Use the zoom, pan, and cursor controls on the graphics windows to answer the following questions:
What are the frequencies of the three tones in the original train whistle signal?
What is the carrier frequency of the modulator signal?
Are the baseband tones identifiable in the modulated signal?
Experiment with the value of the modulation index (line 31 of the code) and rerun the program for various values.
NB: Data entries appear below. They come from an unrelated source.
//! Session — owns the timing context and renders whole score documents.

use log::{info, warn};

use crate::context::{SessionConfig, TimingContext};
use crate::dsp::renderer::{AudioSink, render_wav};
use crate::dsp::voice::Voice;
use crate::dsp::waveform::Stream;
use crate::error::Result;
use crate::score::ScoreDocument;
use crate::sequencer::Sequencer;

#[derive(Debug, Clone)]
pub struct Session {
    ctx: TimingContext,
}

impl Session {
    pub fn new(config: &SessionConfig) -> Result<Self> {
        let ctx = TimingContext::new(config)?;
        info!("session: {ctx}");
        Ok(Session { ctx })
    }

    pub fn context(&self) -> &TimingContext {
        &self.ctx
    }

    /// Patterns parsed, each voice rendered, then mixed.
    pub fn render(&self, doc: &ScoreDocument) -> Result<Stream> {
        let mut seq = Sequencer::new().with_master_level(doc.master_level);
        for pattern in doc.patterns(&self.ctx)?.into_values() {
            seq.insert_pattern(pattern);
        }
        if doc.voices.is_empty() {
            warn!("score has no voices; rendering silence");
        }
        for config in &doc.voices {
            let pattern = seq.pattern(&config.pattern)?.clone();
            let mut voice = Voice::with_config(&self.ctx, config)?;
            let stream = voice.render(&self.ctx, &pattern)?;
            seq.push_stream(stream, config.line_level);
        }
        seq.mix()
    }

    pub fn render_wav(&self, doc: &ScoreDocument) -> Result<Vec<u8>> {
        render_wav(self.render(doc)?.samples(), self.ctx.fs())
    }

    pub fn export(&self, doc: &ScoreDocument, sink: &mut impl AudioSink) -> Result<()> {
        self.render(doc)?.bounce(sink, self.ctx.fs())
    }
}

/// Build the session a document asks for and render it.
pub fn render_document(doc: &ScoreDocument) -> Result<Stream> {
    Session::new(&doc.session)?.render(doc)
}

#[cfg(test)]
mod tests {
    use super::*;
    use crate::error::QuantizerError;

    const SCORE: &str = r#"{
        "session": {"beats": 4, "bpm": 120, "fs": 8000},
        "patterns": {
            "bass": [["1", "36", "100"], ["1"], ["2", "43", "-"]],
            "lead": [["0.5", "72", "90"], ["0.5", "76", "90"], ["3"]]
        },
        "voices": [
            {"pattern": "bass", "wavetable": "saw", "line_level": -6,
             "filters": [{"kind": "butterworth", "cutoff": 600, "order": 2, "mode": "lp"}]},
            {"pattern": "lead", "wavetable": "triangle", "detune": 5,
             "adsr": {"attack": 0.005, "decay": 0.05, "sustain": 0.7, "release": 0.2}}
        ],
        "master_level": -3
    }"#;

    #[test]
    fn renders_a_full_document() {
        let doc = ScoreDocument::from_json(SCORE).unwrap();
        let out = render_document(&doc).unwrap();
        // 4 beats at 120 bpm, 8 kHz
        assert_eq!(out.len(), 16000);
        assert!(out.samples().iter().any(|s| s.abs() > 0.05));
        assert!(out.samples().iter().all(|s| s.is_finite()));
    }

    #[test]
    fn rendering_is_deterministic() {
        let doc = ScoreDocument::from_json(SCORE).unwrap();
        let session = Session::new(&doc.session).unwrap();
        assert_eq!(session.render_wav(&doc).unwrap(), session.render_wav(&doc).unwrap());
    }

    #[test]
    fn unknown_pattern_fails() {
        let doc = ScoreDocument::from_json(r#"{"voices": [{"pattern": "nope"}]}"#).unwrap();
        assert!(matches!(
            render_document(&doc),
            Err(QuantizerError::UnknownPattern(_))
        ));
    }

    #[test]
    fn empty_document_is_silence() {
        let doc = ScoreDocument {
            session: SessionConfig {
                beats: 1.0,
                ..SessionConfig::default()
            },
            ..ScoreDocument::default()
        };
        let out = render_document(&doc).unwrap();
        assert!(out.is_empty());
    }
}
What do you observe?

function fm_example
%download built in MATLAB sound file of a train whistle
load train
%play the sound through the speakers
y=y';
soundsc(y, Fs)
%Set up plotting parameters
dt=1/Fs;
N=length(y);
t=(0:(N-1))*dt;
%examine the spectrum of the signal
plot_fft_spectrum(t, y,1);
%upsample the signal Y to 128K samples per second
y128=interp(y,16);
Fs128=Fs*16;
dt128=1/Fs128;
N128=N*16;
t128=(0:(N128-1))*dt128;
%replay and re-examine the spectrum of the signal
soundsc(y128,Fs128)
plot_fft_spectrum(t128,y128,2);
%now modulate to a carrier using dsb_sc
fc=16384; %carrier frequency
kk=8000; %maximum frequency deviation
ymod = cos(2*pi*fc*t128 + 2*pi*kk*cumsum(y128)*dt128);
%examine the spectrum of the modulated signal
plot_fft_spectrum(t128,ymod,3);
%fm demodulate the signal
yq = hilbert(ymod).*exp(-j*2*pi*fc*t128) ;
ydemod = (1/(2*pi*kk))*[0 diff(unwrap(angle(yq)))*Fs128];
soundsc(ydemod, Fs128)
plot_fft_spectrum(t128,ydemod,5); dum=1;